This past week, as street fury over the fuel price hike brought the capital to a standstill, Kathmandu was still full of seminars and workshops on constitutional reform and state restructuring. Scores of articles and op-eds too were published on the same issues.
Also in this one week alone, numerous reports appeared about intimidation and threats. One story headlined Maoist taxation in Dhanusha, another a murder in Bardiya, yet another reported the capture of government officials in Bara. None of these stories mentioned the word 'militia', but anyone with more than cursory knowledge of the Maoists knows it is fear of their militia that is fuelling Maoist expansion.
In the four months of the peace process, the Maoists have moved in from the jungles and expanded their way into all sectors, particularly trade unions and civil society. They now appear entrenched not just in the countryside, where they have roamed freely for years, but also in towns and cities. This is from where their 'non-violent' civil protests are going to come from, if regular Maoist warnings are to be believed. But the activity of our media, civil society, parties, NGOs, INGOs, and donors shows that they are all focused on constitutional polls, rather than on reclaiming political space.
While the nation looks ahead towards constituent assembly elections to find a durable solution to the conflict, the reality on the ground is shifting in the Maoists' favour. The rebels are once again proving adept at using Mao's old dictum: take one step back and two steps forward. If agreeing to a peace process was a step back from their eventual goal, then the expansion of the last four months can be seen as a double leap ahead.
This raises a simple question: What is more important today, talking about the constituent assembly election or working to actually make it happen?
Conventional wisdom today is that Nepal's peace process can only be institutionalised through a new constitution written by an elected constituent assembly. But here is the catch: how do we hold a free election when militia activity reinforces a culture of fear? The focus on polls is fine as long as that is our overarching goal and we concentrate on the tactics of making it a reality. And that means zeroing on potential spoilers such as militia weapons.
But no one is even talking openly about the militia yet, focused as they are on the Nepal Army and the PLA. The PLA, however, was not an instrument of terror but of force projection. The militia is the instrument through which the Maoists have always struck fear. Logically, the focus should now be shifting towards the militia. Perhaps that will happen in time, but public discourse so far does not suggest so, dominated as it is by a new state structure under a new constitution. This assumes that constituent assembly polls will be held. But what if they aren't, or are pushed back indefinitely? Worse still, what if elections are held, but are deemed un-free and illegitimate?

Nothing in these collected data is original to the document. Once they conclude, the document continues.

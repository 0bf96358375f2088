//! Core types and definitions for the growth-entity simulation.
//!
//! This crate defines the vocabulary shared by the simulation and its hosts:
//! definitions, overrides, profiles, per-instance mutable state, events,
//! and tuning constants. It contains no tick logic.

pub mod constants;
pub mod definition;
pub mod enums;
pub mod events;
pub mod profiles;
pub mod state;
pub mod types;

#[cfg(test)]
mod tests;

These worst-case scenarios could emerge if the militia issue is not handled properly, and fast. No elections will be free and fair until the militia are removed from the scene. And without an election, there won't be a constituent assembly or a new constitution. We might as well forget about re-structuring Nepal towards a more inclusive democracy.
Removing the militia is certain to be problematic because the Maoists do have legitimate concerns about army-backed vigilante groups and state security organs which, until four months ago, they were fighting. Without a credible guarantee and proper incentives, just asking them to remove the militia won't get us anywhere.
This points to the complete lack of trust between all sides in this troubled peace process. The SPA government lacks control over the army, which makes the Maoists suspicious about army and police intentions, which fuels their militia activity, which is perpetuating a climate of fear. Breaking this vicious cycle will require patient trust-building between all sides, a task the UN will need to demonstrate it is capable of handling.